Le jour tombé, Bellenger sort, rasant les murs.
—J’ai rencontré X..., me dit-il en rentrant... Vallès n’est pas mort. Ce n’est pas lui qu’on a fusillé. Mais un autre. Un sosie... Maître, notre chef du bataillon du Père Duchêne, est toujours au quartier. X... l’a rencontré, l’autre soir, rue Gay-Lussac... Humbert est caché par ici... Jusqu’ici, de notre bande, il n’y a personne de pris.[250]

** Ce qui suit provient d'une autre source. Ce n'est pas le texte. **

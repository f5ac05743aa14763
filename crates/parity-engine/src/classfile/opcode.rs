//! Instruction set for method bodies
//!
//! All opcodes are single-byte instructions. Operands follow the opcode byte
//! in little-endian order. Every instruction that refers to the symbol table
//! carries its u32 symbol index immediately after the opcode, so the index
//! can be patched in place without moving any code.
//!
//! Opcodes are organized into categories:
//! - 0x00-0x0F: Stack manipulation & constants
//! - 0x10-0x1F: Local variables
//! - 0x20-0x2F: Integer arithmetic
//! - 0x50-0x5F: Integer comparison
//! - 0x90-0x9F: Control flow
//! - 0xA0-0xAF: Method invocation
//! - 0xB0-0xBF: Object operations
//! - 0xC0-0xCF: Array operations

/// Bytecode opcode enumeration
#[repr(u8)]
#[derive(Debug, Clone, Copy, PartialEq, Eq, Hash)]
pub enum Opcode {
    // ===== Stack Manipulation & Constants (0x00-0x0F) =====
    /// No operation
    Nop = 0x00,
    /// Pop top value from stack
    Pop = 0x01,
    /// Duplicate top stack value
    Dup = 0x02,
    /// Swap top two stack values
    Swap = 0x03,
    /// Push null
    ConstNull = 0x04,
    /// Push 32-bit integer constant (operand: i32)
    ConstI32 = 0x07,
    /// Push an Integer or String symbol (operand: u32 symbol)
    Ldc = 0x0A,

    // ===== Local Variables (0x10-0x1F) =====
    /// Load local variable (operand: u16 slot)
    LoadLocal = 0x10,
    /// Store top of stack to local variable (operand: u16 slot)
    StoreLocal = 0x11,

    // ===== Integer Arithmetic (0x20-0x2F) =====
    /// pop b, pop a, push a + b
    Iadd = 0x20,
    /// pop b, pop a, push a - b
    Isub = 0x21,
    /// pop b, pop a, push a * b
    Imul = 0x22,
    /// pop b, pop a, push a / b
    Idiv = 0x23,
    /// pop b, pop a, push a % b
    Irem = 0x24,
    /// pop a, push -a
    Ineg = 0x25,

    // ===== Integer Comparison (0x50-0x5F) =====
    /// pop b, pop a, push a == b
    Ieq = 0x50,
    /// pop b, pop a, push a < b
    Ilt = 0x52,
    /// pop b, pop a, push a > b
    Igt = 0x54,

    // ===== Control Flow (0x90-0x9F) =====
    /// Unconditional jump (operand: i32 relative to the next instruction)
    Jmp = 0x90,
    /// Jump if top of stack is zero/null (operand: i32)
    JmpIfFalse = 0x91,
    /// Jump if top of stack is non-zero (operand: i32)
    JmpIfTrue = 0x92,
    /// Return top of stack
    Return = 0x98,
    /// Return without a value
    ReturnVoid = 0x99,
    /// Throw top of stack
    Throw = 0x9A,

    // ===== Method Invocation (0xA0-0xAF) =====
    /// Virtual call through the receiver's class (operand: u32 MethodRef)
    InvokeVirtual = 0xA0,
    /// Static call (operand: u32 MethodRef)
    InvokeStatic = 0xA1,
    /// Non-virtual instance call: constructors and private methods (operand: u32 MethodRef)
    InvokeSpecial = 0xA2,
    /// Dynamically bound call site (operand: u32 NameAndType)
    InvokeDynamic = 0xA3,

    // ===== Object Operations (0xB0-0xBF) =====
    /// Allocate an instance (operand: u32 Class)
    New = 0xB0,
    /// Read an instance field (operand: u32 FieldRef)
    GetField = 0xB1,
    /// Write an instance field (operand: u32 FieldRef)
    PutField = 0xB2,
    /// Read a static field (operand: u32 FieldRef)
    GetStatic = 0xB3,
    /// Write a static field (operand: u32 FieldRef)
    PutStatic = 0xB4,
    /// Checked cast (operand: u32 Class or ArrayClass)
    CheckCast = 0xB5,
    /// Type test (operand: u32 Class or ArrayClass)
    InstanceOf = 0xB6,

    // ===== Array Operations (0xC0-0xCF) =====
    /// pop length, push new array of the component type (operand: u32 Class or ArrayClass)
    NewArray = 0xC0,
    /// pop `dims` lengths, push nested arrays (operands: u32 ArrayClass, u8 dims)
    MultiNewArray = 0xC1,
    /// pop array, push length
    ArrayLen = 0xC2,
    /// pop index, pop array, push element
    LoadElem = 0xC3,
    /// pop value, pop index, pop array
    StoreElem = 0xC4,
}

impl Opcode {
    /// Convert a byte to an opcode
    pub fn from_u8(byte: u8) -> Option<Self> {
        let opcode = match byte {
            0x00 => Self::Nop,
            0x01 => Self::Pop,
            0x02 => Self::Dup,
            0x03 => Self::Swap,
            0x04 => Self::ConstNull,
            0x07 => Self::ConstI32,
            0x0A => Self::Ldc,
            0x10 => Self::LoadLocal,
            0x11 => Self::StoreLocal,
            0x20 => Self::Iadd,
            0x21 => Self::Isub,
            0x22 => Self::Imul,
            0x23 => Self::Idiv,
            0x24 => Self::Irem,
            0x25 => Self::Ineg,
            0x50 => Self::Ieq,
            0x52 => Self::Ilt,
            0x54 => Self::Igt,
            0x90 => Self::Jmp,
            0x91 => Self::JmpIfFalse,
            0x92 => Self::JmpIfTrue,
            0x98 => Self::Return,
            0x99 => Self::ReturnVoid,
            0x9A => Self::Throw,
            0xA0 => Self::InvokeVirtual,
            0xA1 => Self::InvokeStatic,
            0xA2 => Self::InvokeSpecial,
            0xA3 => Self::InvokeDynamic,
            0xB0 => Self::New,
            0xB1 => Self::GetField,
            0xB2 => Self::PutField,
            0xB3 => Self::GetStatic,
            0xB4 => Self::PutStatic,
            0xB5 => Self::CheckCast,
            0xB6 => Self::InstanceOf,
            0xC0 => Self::NewArray,
            0xC1 => Self::MultiNewArray,
            0xC2 => Self::ArrayLen,
            0xC3 => Self::LoadElem,
            0xC4 => Self::StoreElem,
            _ => return None,
        };
        Some(opcode)
    }

    /// Convert opcode to byte
    pub fn to_u8(self) -> u8 {
        self as u8
    }

    /// Size in bytes of the operands following the opcode
    pub fn operand_size(self) -> usize {
        match self {
            Self::LoadLocal | Self::StoreLocal => 2,
            Self::ConstI32 | Self::Jmp | Self::JmpIfFalse | Self::JmpIfTrue => 4,
            Self::MultiNewArray => 5,
            op if op.has_symbol_operand() => 4,
            _ => 0,
        }
    }

    /// Whether the first operand is a u32 symbol-table index
    pub fn has_symbol_operand(self) -> bool {
        matches!(
            self,
            Self::Ldc
                | Self::InvokeVirtual
                | Self::InvokeStatic
                | Self::InvokeSpecial
                | Self::InvokeDynamic
                | Self::New
                | Self::GetField
                | Self::PutField
                | Self::GetStatic
                | Self::PutStatic
                | Self::CheckCast
                | Self::InstanceOf
                | Self::NewArray
                | Self::MultiNewArray
        )
    }

    /// Whether this opcode reads or writes a field
    pub fn is_field_access(self) -> bool {
        matches!(
            self,
            Self::GetField | Self::PutField | Self::GetStatic | Self::PutStatic
        )
    }

    /// Whether this opcode invokes a method through a MethodRef
    pub fn is_invoke(self) -> bool {
        matches!(
            self,
            Self::InvokeVirtual | Self::InvokeStatic | Self::InvokeSpecial
        )
    }

    /// Whether this opcode's symbol operand names a class
    pub fn takes_class_operand(self) -> bool {
        matches!(
            self,
            Self::New | Self::CheckCast | Self::InstanceOf | Self::NewArray | Self::MultiNewArray
        )
    }

    /// Check if this is a jump instruction
    pub fn is_jump(self) -> bool {
        matches!(self, Self::Jmp | Self::JmpIfFalse | Self::JmpIfTrue)
    }

    /// Check if this instruction ends straight-line execution
    pub fn is_terminator(self) -> bool {
        matches!(
            self,
            Self::Return | Self::ReturnVoid | Self::Throw | Self::Jmp
        )
    }

    /// Get the mnemonic name for this opcode
    pub fn name(self) -> &'static str {
        match self {
            Self::Nop => "NOP",
            Self::Pop => "POP",
            Self::Dup => "DUP",
            Self::Swap => "SWAP",
            Self::ConstNull => "CONST_NULL",
            Self::ConstI32 => "CONST_I32",
            Self::Ldc => "LDC",
            Self::LoadLocal => "LOAD_LOCAL",
            Self::StoreLocal => "STORE_LOCAL",
            Self::Iadd => "IADD",
            Self::Isub => "ISUB",
            Self::Imul => "IMUL",
            Self::Idiv => "IDIV",
            Self::Irem => "IREM",
            Self::Ineg => "INEG",
            Self::Ieq => "IEQ",
            Self::Ilt => "ILT",
            Self::Igt => "IGT",
            Self::Jmp => "JMP",
            Self::JmpIfFalse => "JMP_IF_FALSE",
            Self::JmpIfTrue => "JMP_IF_TRUE",
            Self::Return => "RETURN",
            Self::ReturnVoid => "RETURN_VOID",
            Self::Throw => "THROW",
            Self::InvokeVirtual => "INVOKE_VIRTUAL",
            Self::InvokeStatic => "INVOKE_STATIC",
            Self::InvokeSpecial => "INVOKE_SPECIAL",
            Self::InvokeDynamic => "INVOKE_DYNAMIC",
            Self::New => "NEW",
            Self::GetField => "GET_FIELD",
            Self::PutField => "PUT_FIELD",
            Self::GetStatic => "GET_STATIC",
            Self::PutStatic => "PUT_STATIC",
            Self::CheckCast => "CHECK_CAST",
            Self::InstanceOf => "INSTANCE_OF",
            Self::NewArray => "NEW_ARRAY",
            Self::MultiNewArray => "MULTI_NEW_ARRAY",
            Self::ArrayLen => "ARRAY_LEN",
            Self::LoadElem => "LOAD_ELEM",
            Self::StoreElem => "STORE_ELEM",
        }
    }
}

—Est-ce qu’on fusille toujours?
—Non. Quand on est arrêté, on vous dirige sur Versailles.
Je respirai... C’était toujours ça... Il me sembla, à cette déclaration de Bellenger, que ma tête était plus solide sur mes épaules.
La maison de Bellenger devait être mon dernier refuge.
Depuis trois jours que j’étais là, nous avions fait des plans et des plans de départ, de fuite... Pas besoin d’aller, tout d’un trait, jusqu’à la frontière... Sortons d’abord de Paris... On ne demande rien aux fortifications... Une fois sortis de Paris, nous verrons... Il me reste quelques billets bleus du Père Duchêne... Avec cela, à deux, nous pouvons aller loin.
Justement, voilà qu’il nous tombe—comme une manne au beau milieu d’une famine—une invitation à nous rendre, pour nous y cacher, dans une propriété, tout près, en Seine-et-Marne.
Un château, où le propriétaire ne fait que quelques rares apparitions. Un parc immense, dont les hautes futaies seront, contre les curiosités dangereuses, un impénétrable rempart.